Enquanto isso, Hugo, Carter e Jeremy jogavam golfe em um resort exclusivo. Ernie, recém-chegado de uma viagem de negócios, juntou-se a eles.
No campo, três homens de aparência impecável e um adorável menininho chamavam a atenção de muitas mulheres. No entanto, havia algo em sua postura fria e reservada que fazia qualquer tentativa de aproximação parecer impossível.
Jeremy, alheio a isso, estava radiante por estar com seus padrinhos. Ele corria de um lado para o outro, balançando seu pequeno taco de golfe e tentando imitar os adultos.
Na segunda-feira pela manhã, Celia chegou cedo à KS International. Depois de estacionar o carro, passou pela cafeteria ao lado do prédio para pegar seu café matinal antes de subir para o escritório.
Do outro lado da rua, um homem disfarçado a observava de perto. Ele era um dos criminosos contratados por Kayla.
Ela segue a mesma rotina todos os dias. Entra na empresa às 9h, sai às 18h. Frequentemente está sozinha. Isso será fácil.

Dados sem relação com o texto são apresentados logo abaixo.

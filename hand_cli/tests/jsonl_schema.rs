use assert_cmd::prelude::*;
use rstest::rstest;
use std::fs;
use std::path::PathBuf;
use std::process::Command;
use tempfile::tempdir;

fn write_config(dir: &tempfile::TempDir, sim: &str) -> PathBuf {
    let toml = format!(
        r#"
[observer]
period_ms = 50

[sim]
{sim}
"#
    );
    let path = dir.path().join("cfg.toml");
    fs::write(&path, toml).unwrap();
    path
}

fn run_json(cfg: &PathBuf, instructions: &str, ms: &str) -> serde_json::Value {
    let mut cmd = Command::cargo_bin("hand").unwrap();
    cmd.arg("--json")
        .arg("--log-level")
        .arg("error")
        .arg("--config")
        .arg(cfg)
        .arg("run")
        .arg("--instructions")
        .arg(instructions)
        .arg("--duration-ms")
        .arg(ms);
    let out = cmd.assert().success().get_output().stdout.clone();
    let stdout = String::from_utf8_lossy(&out);
    let line = stdout
        .lines()
        .find(|l| l.contains("\"fingers\""))
        .unwrap_or("")
        .to_string();
    assert!(
        !line.is_empty(),
        "no JSON summary line found; stdout was: {stdout}"
    );
    serde_json::from_str(&line).unwrap()
}

/// Validate the summary schema of a successful run.
#[rstest]
fn json_summary_schema() {
    let dir = tempdir().unwrap();
    let cfg = write_config(&dir, "");
    let v = run_json(&cfg, "0.5,0.5,0.5,0.5", "400");

    assert!(v["elapsed_ms"].as_u64().unwrap() >= 400);
    let fingers = v["fingers"].as_array().unwrap();
    let names: Vec<_> = fingers.iter().map(|f| f["finger"].as_str().unwrap()).collect();
    assert_eq!(names, ["index", "middle", "ring", "little"]);
    for f in fingers {
        for key in ["state", "position_mm", "last_set_pos_mm", "strokes", "stalling"] {
            assert!(f.get(key).is_some(), "missing {key} in {f}");
        }
        assert_eq!(f["stalling"], false);
    }
}

/// A jammed finger ends the run flagged; the others are unaffected.
#[rstest]
fn json_summary_reports_stall() {
    let dir = tempdir().unwrap();
    let cfg = write_config(&dir, "jammed = [\"middle\"]");
    let v = run_json(&cfg, "0.5,1.0,0.5,0.5", "500");

    let fingers = v["fingers"].as_array().unwrap();
    assert_eq!(fingers[1]["stalling"], true);
    assert_eq!(fingers[1]["state"], "invalid");
    assert_eq!(fingers[0]["stalling"], false);
}

/// Errors in --json mode are one object on stdout with a stable reason.
#[rstest]
fn json_error_schema() {
    let dir = tempdir().unwrap();
    let cfg = write_config(&dir, "disconnected = [\"little\"]");

    let mut cmd = Command::cargo_bin("hand").unwrap();
    cmd.arg("--json")
        .arg("--log-level")
        .arg("off")
        .arg("--config")
        .arg(&cfg)
        .arg("self-check");
    let out = cmd.assert().code(6).get_output().stdout.clone();
    let stdout = String::from_utf8_lossy(&out);
    let line = stdout
        .lines()
        .find(|l| l.contains("\"reason\""))
        .unwrap_or("");
    let v: serde_json::Value = serde_json::from_str(line).unwrap();
    assert_eq!(v["reason"], "SensorFault");
    assert_eq!(v["details"]["finger"], "little");
    assert!(v["message"].as_str().unwrap().contains("What happened"));
}
//! Classifier pose labels and their mapping to instruction snapshots.

use std::collections::HashMap;
use std::str::FromStr;

use crate::error::HandError;
use crate::types::{Instruction, InstructionSnapshot};

/// Discrete gesture reported by the upstream EMG classifier.
#[derive(Debug, Clone, Copy, PartialEq, Eq, Hash)]
pub enum Pose {
    Rest,
    Fist,
    WaveIn,
    WaveOut,
    FingersSpread,
    DoubleTap,
    Unknown,
}

impl Pose {
    /// Decode the classifier's wire code. Unassigned codes map to `Unknown`.
    pub fn from_code(code: u8) -> Self {
        match code {
            0 => Self::Rest,
            1 => Self::Fist,
            2 => Self::WaveIn,
            3 => Self::WaveOut,
            4 => Self::FingersSpread,
            5 => Self::DoubleTap,
            _ => Self::Unknown,
        }
    }

    pub const fn name(self) -> &'static str {
        match self {
            Self::Rest => "rest",
            Self::Fist => "fist",
            Self::WaveIn => "wave_in",
            Self::WaveOut => "wave_out",
            Self::FingersSpread => "fingers_spread",
            Self::DoubleTap => "double_tap",
            Self::Unknown => "unknown",
        }
    }
}

impl FromStr for Pose {
    type Err = HandError;

    /// Accepts a pose name (`fist`, `wave-in`, ...) or its numeric code.
    fn from_str(s: &str) -> Result<Self, Self::Err> {
        let s = s.trim();
        if let Ok(code) = s.parse::<u8>() {
            return Ok(Self::from_code(code));
        }
        let pose = match s.to_ascii_lowercase().replace('-', "_").as_str() {
            "rest" => Self::Rest,
            "fist" => Self::Fist,
            "wave_in" => Self::WaveIn,
            "wave_out" => Self::WaveOut,
            "fingers_spread" => Self::FingersSpread,
            "double_tap" => Self::DoubleTap,
            "unknown" => Self::Unknown,
            other => return Err(HandError::Config(format!("unknown pose {other:?}"))),
        };
        Ok(pose)
    }
}

/// Pose to instruction table. Poses without an entry leave the instructions unchanged.
#[derive(Debug, Clone, PartialEq)]
pub struct PoseMap {
    entries: HashMap<Pose, InstructionSnapshot>,
}

impl Default for PoseMap {
    fn default() -> Self {
        let v = |x: f64| Instruction::new(x).unwrap_or(Instruction::CLOSE);
        let snap = |a, b, c, d| InstructionSnapshot([v(a), v(b), v(c), v(d)]);
        let entries = HashMap::from([
            (Pose::Rest, snap(0.5, 0.5, 0.5, 0.5)),
            (Pose::Fist, snap(0.0, 0.0, 0.0, 0.0)),
            (Pose::FingersSpread, snap(1.0, 1.0, 1.0, 1.0)),
            (Pose::WaveIn, snap(1.0, 0.0, 0.0, 0.0)),
            (Pose::WaveOut, snap(1.0, 1.0, 0.0, 0.0)),
        ]);
        Self { entries }
    }
}

impl PoseMap {
    pub fn set(&mut self, pose: Pose, snapshot: InstructionSnapshot) {
        self.entries.insert(pose, snapshot);
    }

    pub fn instruction_for(&self, pose: Pose) -> Option<InstructionSnapshot> {
        self.entries.get(&pose).copied()
    }
}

Enquanto isso, Bryce estava focado no trabalho, mas aproveitava qualquer momento livre para se aproximar de Celia. Ele queria passar mais tempo com ela, mas a KS International estava enfrentando desafios com as vendas, e isso demandava sua atenção.
Na quarta-feira, ao final do expediente, Bryce finalmente encontrou uma brecha e decidiu surpreender Celia. Ele encomendou um buquê de rosas e enviou para o escritório dela.

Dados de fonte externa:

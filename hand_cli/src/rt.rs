//! Real-time scheduling for the actuation threads.
//!
//! Linux: memory locking, SCHED_FIFO and CPU pinning. macOS: memory locking
//! only. Every step is best effort; failures are logged and the hand keeps
//! running with normal scheduling.

use std::sync::OnceLock;

use crate::cli::{RtArgs, RtLock};

/// Apply the requested real-time settings once per process.
///
/// Must run before the loops are spawned: scheduling policy and affinity are
/// inherited by threads created afterwards.
pub fn setup_rt_once(args: &RtArgs) {
    static RT_ONCE: OnceLock<()> = OnceLock::new();
    if !args.rt {
        return;
    }
    let lock = args.rt_lock.unwrap_or_else(RtLock::os_default);
    RT_ONCE.get_or_init(|| {
        match apply_mem_lock(lock) {
            Ok(()) => tracing::info!(?lock, "rt: memory lock applied"),
            Err(e) => tracing::warn!(error = %e, ?lock, "rt: mlockall failed"),
        }
        #[cfg(target_os = "linux")]
        {
            match linux::apply_fifo(args.rt_prio) {
                Ok(prio) => tracing::info!(prio, "rt: SCHED_FIFO applied"),
                Err(e) => tracing::warn!(error = %e, "rt: SCHED_FIFO not applied"),
            }
            let cpu = args.rt_cpu.unwrap_or(0);
            match linux::pin_to_cpu(cpu) {
                Ok(()) => tracing::info!(cpu, "rt: pinned"),
                Err(e) => tracing::warn!(error = %e, cpu, "rt: affinity not applied"),
            }
        }
        #[cfg(not(target_os = "linux"))]
        tracing::warn!("rt: SCHED_FIFO and affinity are only available on Linux");
    });
}

#[cfg(unix)]
fn apply_mem_lock(lock: RtLock) -> eyre::Result<()> {
    use libc::{MCL_CURRENT, MCL_FUTURE, mlockall};

    fn lock_with(flags: libc::c_int) -> std::io::Result<()> {
        // SAFETY: mlockall takes no pointers and only affects this process.
        let rc = unsafe { mlockall(flags) };
        if rc != 0 {
            Err(std::io::Error::last_os_error())
        } else {
            Ok(())
        }
    }

    let result = match lock {
        RtLock::None => return Ok(()),
        RtLock::Current => lock_with(MCL_CURRENT),
        // Fall back to resident pages when future locking is refused.
        RtLock::All => lock_with(MCL_CURRENT | MCL_FUTURE).or_else(|e| {
            if is_retryable(&e) {
                lock_with(MCL_CURRENT)
            } else {
                Err(e)
            }
        }),
    };
    result.map_err(|e| {
        let mut msg = format!("mlockall failed: {e}");
        if is_retryable(&e) {
            if let Some(limit) = memlock_limit() {
                msg.push_str(&format!("; {limit}"));
            }
            msg.push_str("; hint: needs CAP_IPC_LOCK (or root) and sufficient 'ulimit -l'");
        }
        eyre::eyre!(msg)
    })
}

#[cfg(not(unix))]
fn apply_mem_lock(_lock: RtLock) -> eyre::Result<()> {
    eyre::bail!("memory locking is not supported on this platform")
}

#[cfg(unix)]
fn is_retryable(err: &std::io::Error) -> bool {
    matches!(err.raw_os_error(), Some(code) if code == libc::EPERM || code == libc::ENOMEM)
}

#[cfg(unix)]
fn memlock_limit() -> Option<String> {
    let mut rlim = std::mem::MaybeUninit::<libc::rlimit>::uninit();
    // SAFETY: getrlimit writes a full rlimit into the provided buffer on success.
    let rc = unsafe { libc::getrlimit(libc::RLIMIT_MEMLOCK, rlim.as_mut_ptr()) };
    if rc != 0 {
        return None;
    }
    // SAFETY: rc == 0 means the buffer was initialised.
    let cur = unsafe { rlim.assume_init() }.rlim_cur;
    if cur == libc::RLIM_INFINITY {
        Some("memlock limit: unlimited".to_string())
    } else {
        Some(format!("memlock limit: {} KiB", cur / 1024))
    }
}

#[cfg(target_os = "linux")]
mod linux {
    use libc::{CPU_ISSET, CPU_SET, CPU_ZERO, SCHED_FIFO, cpu_set_t};

    /// Capacity of cpu_set_t in CPU indices (bits).
    const MAX_CPUSET_BITS: usize = std::mem::size_of::<cpu_set_t>() * 8;

    /// Switch the process to SCHED_FIFO, clamping `prio` to the system range.
    pub fn apply_fifo(prio: Option<i32>) -> eyre::Result<i32> {
        // SAFETY: plain queries without pointers.
        let (min, max) = unsafe {
            (
                libc::sched_get_priority_min(SCHED_FIFO),
                libc::sched_get_priority_max(SCHED_FIFO),
            )
        };
        let (min, max) = if min < 0 || max < 0 { (1, 99) } else { (min, max) };
        let prio = prio.unwrap_or(max).clamp(min, max);
        let param = libc::sched_param {
            sched_priority: prio,
        };
        // SAFETY: param outlives the call.
        let rc = unsafe { libc::sched_setscheduler(0, SCHED_FIFO, &param) };
        if rc != 0 {
            let err = std::io::Error::last_os_error();
            // SAFETY: geteuid cannot fail.
            let euid = unsafe { libc::geteuid() };
            eyre::bail!(
                "sched_setscheduler(SCHED_FIFO, {prio}) failed: {err} (euid {euid}); \
                 hint: run as root or grant CAP_SYS_NICE: 'sudo setcap cap_sys_nice=ep /path/to/hand'"
            );
        }
        Ok(prio)
    }

    /// Pin the process to `cpu` if the current affinity mask allows it.
    pub fn pin_to_cpu(cpu: usize) -> eyre::Result<()> {
        if cpu >= MAX_CPUSET_BITS {
            eyre::bail!("CPU {cpu} exceeds cpu_set_t capacity {MAX_CPUSET_BITS}");
        }
        // SAFETY: cpu_set_t is plain data; zeroed is a valid empty set.
        let mut allowed: cpu_set_t = unsafe { std::mem::zeroed() };
        let rc = unsafe {
            CPU_ZERO(&mut allowed);
            libc::sched_getaffinity(0, std::mem::size_of::<cpu_set_t>(), &mut allowed)
        };
        if rc != 0 {
            eyre::bail!("sched_getaffinity failed: {}", std::io::Error::last_os_error());
        }
        // SAFETY: cpu is below the set capacity.
        if !unsafe { CPU_ISSET(cpu, &allowed) } {
            eyre::bail!("CPU {cpu} not permitted by current affinity mask");
        }
        let mut desired: cpu_set_t = unsafe { std::mem::zeroed() };
        // SAFETY: as above; desired outlives the call.
        let rc = unsafe {
            CPU_ZERO(&mut desired);
            CPU_SET(cpu, &mut desired);
            libc::sched_setaffinity(0, std::mem::size_of::<cpu_set_t>(), &desired)
        };
        if rc != 0 {
            eyre::bail!("sched_setaffinity failed: {}", std::io::Error::last_os_error());
        }
        Ok(())
    }
}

Celia olhou para as flores e, embora se sentisse lisonjeada, riu, balançando a cabeça.
— Romance no escritório não é permitido. Você está me colocando em apuros, Bryce.
— Mas você é a chefe. Pode mudar essa regra! Eu acho que namorar no escritório é muito romântico.

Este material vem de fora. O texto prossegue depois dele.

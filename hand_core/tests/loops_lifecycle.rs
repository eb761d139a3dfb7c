//! Both loops on their own threads, real time, simulated hand.
//!
//! Verifies that:
//! - fingers settle near their instruction-derived targets
//! - a jammed finger is aborted and flagged by the observer
//! - stopping joins the loops and leaves every actuator de-energised

mod common;

use std::sync::atomic::AtomicBool;
use std::time::Duration;

use crossbeam_channel as xch;
use hand_core::{FingerId, InstructionSnapshot, run_until};
use hand_traits::{LinePair, MonotonicClock};

fn settle_to(values: [f64; 4]) -> Vec<(FingerId, hand_core::FingerRuntime)> {
    let (sim, hand) = common::sim_hand(MonotonicClock::new(), [10.0; 4], common::settings());
    let (tx, rx) = xch::unbounded();
    let running = hand.start(rx).unwrap();
    tx.send(InstructionSnapshot::from_values(values).unwrap())
        .unwrap();
    std::thread::sleep(Duration::from_millis(1200));
    let fingers = running.stop();
    for i in 0..4 {
        assert_eq!(sim.lines(i).levels().unwrap(), (false, false));
    }
    for (i, (id, rt)) in fingers.iter().enumerate() {
        let pos = sim.position_mm(i).unwrap();
        let target = common::MIN_MM + (common::MAX_MM - common::MIN_MM) * values[i];
        assert!((pos - target).abs() < 0.5, "{id}: {pos} vs {target}");
        assert_eq!(rt.last_set_pos_mm, target);
    }
    fingers
}

#[test]
fn fingers_settle_near_targets() {
    let fingers = settle_to([0.3, 0.5, 0.7, 0.2]);
    assert!(fingers.iter().all(|(_, rt)| !rt.stalling));
}

#[test]
fn jammed_finger_is_stopped_by_the_observer() {
    let (sim, hand) = common::sim_hand(MonotonicClock::new(), [6.0; 4], common::settings());
    sim.jam(2, true);
    let (tx, rx) = xch::unbounded();
    let running = hand.start(rx).unwrap();
    tx.send(InstructionSnapshot::from_values([0.5, 0.5, 0.9, 0.5]).unwrap())
        .unwrap();

    let mut flagged = false;
    for _ in 0..100 {
        std::thread::sleep(Duration::from_millis(10));
        if hand.registry().any_stalling() {
            flagged = true;
            break;
        }
    }
    assert!(flagged, "observer never flagged the jammed finger");
    // aborted long before the 650 ms pulse would have expired
    assert_eq!(sim.lines(2).levels().unwrap(), (false, false));
    let strokes = sim.strokes(2);
    std::thread::sleep(Duration::from_millis(200));
    assert_eq!(sim.strokes(2), strokes, "stalled finger was pulsed again");
    drop(running);
}

#[test]
fn run_until_honours_shutdown_and_duration() {
    let (_sim, hand) = common::sim_hand(MonotonicClock::new(), [10.0; 4], common::settings());
    let (_tx, rx) = xch::unbounded::<InstructionSnapshot>();
    let shutdown = AtomicBool::new(false);
    let summary = run_until(&hand, rx, &shutdown, Some(Duration::from_millis(150))).unwrap();
    assert!(summary.elapsed >= Duration::from_millis(150));
    assert_eq!(summary.fingers.len(), 4);

    let (_tx, rx) = xch::unbounded::<InstructionSnapshot>();
    let shutdown = AtomicBool::new(true);
    let summary = run_until(&hand, rx, &shutdown, None).unwrap();
    assert!(summary.elapsed < Duration::from_secs(1));
}

#[test]
fn repeated_start_stop_does_not_leak() {
    let (_sim, hand) = common::sim_hand(MonotonicClock::new(), [10.0; 4], common::settings());
    for _ in 0..10 {
        let (_tx, rx) = xch::unbounded::<InstructionSnapshot>();
        let running = hand.start(rx).unwrap();
        std::thread::sleep(Duration::from_millis(5));
        drop(running);
    }
}
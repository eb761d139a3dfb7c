//! Running both loops against an instruction feed.

use std::sync::Arc;
use std::sync::atomic::{AtomicBool, Ordering};
use std::time::{Duration, Instant};

use crossbeam_channel as xch;

use crate::builder::Hand;
use crate::calibration::FingerId;
use crate::error::Result;
use crate::registry::FingerRegistry;
use crate::types::{FingerRuntime, InstructionSnapshot};
use crate::worker::Worker;

/// How often `run_until` checks its stop conditions.
const POLL: Duration = Duration::from_millis(10);

/// Control loop and observer running on their own threads.
///
/// Dropping it stops both loops and forces every actuator low.
#[derive(Debug)]
pub struct RunningHand {
    control: Option<Worker>,
    observer: Option<Worker>,
    registry: Arc<FingerRegistry>,
}

/// Final per-finger records after a run.
#[derive(Debug, Clone)]
pub struct RunSummary {
    pub fingers: Vec<(FingerId, FingerRuntime)>,
    pub elapsed: Duration,
}

impl Hand {
    /// Spawn the control loop and the observer.
    pub fn start(&self, instructions: xch::Receiver<InstructionSnapshot>) -> Result<RunningHand> {
        let control = self
            .control_loop(instructions)
            .spawn(self.settings().control.period, self.clock())?;
        let observer = self.observer().spawn(self.clock())?;
        tracing::info!(
            control_period_ms = self.settings().control.period.as_millis() as u64,
            observer_period_ms = self.settings().observer.period.as_millis() as u64,
            "hand started"
        );
        Ok(RunningHand {
            control: Some(control),
            observer: Some(observer),
            registry: Arc::clone(self.registry()),
        })
    }
}

impl RunningHand {
    pub fn snapshot(&self) -> Vec<(FingerId, FingerRuntime)> {
        self.registry.snapshot()
    }

    /// Stop both loops, release every actuator and report the final records.
    pub fn stop(mut self) -> Vec<(FingerId, FingerRuntime)> {
        self.shutdown();
        self.registry.snapshot()
    }

    fn shutdown(&mut self) {
        // Control first so nothing new is planned while the observer winds down.
        drop(self.control.take());
        drop(self.observer.take());
        self.registry.release_all();
    }
}

impl Drop for RunningHand {
    fn drop(&mut self) {
        if self.control.is_some() || self.observer.is_some() {
            self.shutdown();
        }
    }
}

/// Run until `shutdown` is raised or `max_duration` elapses.
pub fn run_until(
    hand: &Hand,
    instructions: xch::Receiver<InstructionSnapshot>,
    shutdown: &AtomicBool,
    max_duration: Option<Duration>,
) -> Result<RunSummary> {
    let started = Instant::now();
    let running = hand.start(instructions)?;
    loop {
        if shutdown.load(Ordering::Relaxed) {
            tracing::info!("shutdown requested");
            break;
        }
        if max_duration.is_some_and(|d| started.elapsed() >= d) {
            tracing::info!("run duration reached");
            break;
        }
        std::thread::sleep(POLL);
    }
    let fingers = running.stop();
    Ok(RunSummary {
        fingers,
        elapsed: started.elapsed(),
    })
}
use std::sync::{Arc, Mutex};
use std::thread;
use std::time::{Duration, Instant};

/// Monotonic clock abstraction for sampling timestamps and loop pacing.
///
/// - now(): returns a monotonic Instant
/// - sleep(): sleeps for the provided duration (implementations may simulate)
/// - us_since(): helper to compute elapsed microseconds from an epoch Instant
pub trait Clock {
    fn now(&self) -> Instant;
    fn sleep(&self, d: Duration);

    /// Microseconds elapsed since `epoch`, saturating at 0 on underflow.
    fn us_since(&self, epoch: Instant) -> u64 {
        let dur = self.now().saturating_duration_since(epoch);
        u64::try_from(dur.as_micros()).unwrap_or(u64::MAX)
    }
}

/// Default, real-time monotonic clock backed by std::time::Instant.
#[derive(Debug, Default, Clone, Copy)]
pub struct MonotonicClock;

impl MonotonicClock {
    #[inline]
    pub fn new() -> Self {
        Self
    }
}

impl Clock for MonotonicClock {
    #[inline]
    fn now(&self) -> Instant {
        Instant::now()
    }

    #[inline]
    fn sleep(&self, d: Duration) {
        if d.is_zero() {
            return;
        }
        thread::sleep(d);
    }
}

/// Deterministic clock whose time only moves when told to.
///
/// now() = origin + offset
/// sleep(d) advances internal time by d without actually sleeping.
/// Clones share the same offset.
#[derive(Debug, Clone)]
pub struct ManualClock {
    origin: Instant,
    offset: Arc<Mutex<Duration>>,
}

impl Default for ManualClock {
    fn default() -> Self {
        Self::new()
    }
}

impl ManualClock {
    pub fn new() -> Self {
        Self {
            origin: Instant::now(),
            offset: Arc::new(Mutex::new(Duration::ZERO)),
        }
    }

    /// Advance the clock by the given duration.
    pub fn advance(&self, d: Duration) {
        if let Ok(mut off) = self.offset.lock() {
            *off = off.saturating_add(d);
        }
    }

    /// Set the absolute offset relative to origin.
    pub fn set_offset(&self, d: Duration) {
        if let Ok(mut off) = self.offset.lock() {
            *off = d;
        }
    }
}

impl Clock for ManualClock {
    fn now(&self) -> Instant {
        let off = self.offset.lock().map(|g| *g).unwrap_or(Duration::ZERO);
        self.origin + off
    }

    fn sleep(&self, d: Duration) {
        self.advance(d);
    }
}

#[cfg(test)]
mod tests {
    use super::*;

    #[test]
    fn manual_clock_moves_only_when_advanced() {
        let clock = ManualClock::new();
        let t0 = clock.now();
        assert_eq!(clock.now(), t0);
        clock.sleep(Duration::from_micros(1500));
        assert_eq!(clock.us_since(t0), 1500);
        let shared = clock.clone();
        shared.advance(Duration::from_millis(1));
        assert_eq!(clock.us_since(t0), 2500);
    }

    #[test]
    fn us_since_saturates_for_future_epoch() {
        let clock = MonotonicClock::new();
        let future = clock.now() + Duration::from_secs(10);
        assert_eq!(clock.us_since(future), 0);
    }
}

Do lado de fora do prédio, um carro esportivo preto entrou no estacionamento subterrâneo. Hugo desceu do veículo com sua presença marcante e dominante.
Ele não havia avisado ninguém sobre sua visita. Afinal, como acionista, podia aparecer quando quisesse.
Na recepção, as atendentes estavam conversando quando ouviram o som do elevador se abrindo. Assim que viram Hugo sair, se endireitaram imediatamente.
— Boa tarde, Sr. Spencer! — todas cumprimentaram em uníssono.
Hugo apenas acenou levemente com a cabeça e seguiu para o andar dos escritórios.
Ao chegar, sua presença instantaneamente silenciou o ambiente. Os funcionários que estavam fora de suas mesas voltaram rapidamente, e os que estavam sentados passaram a trabalhar com mais afinco.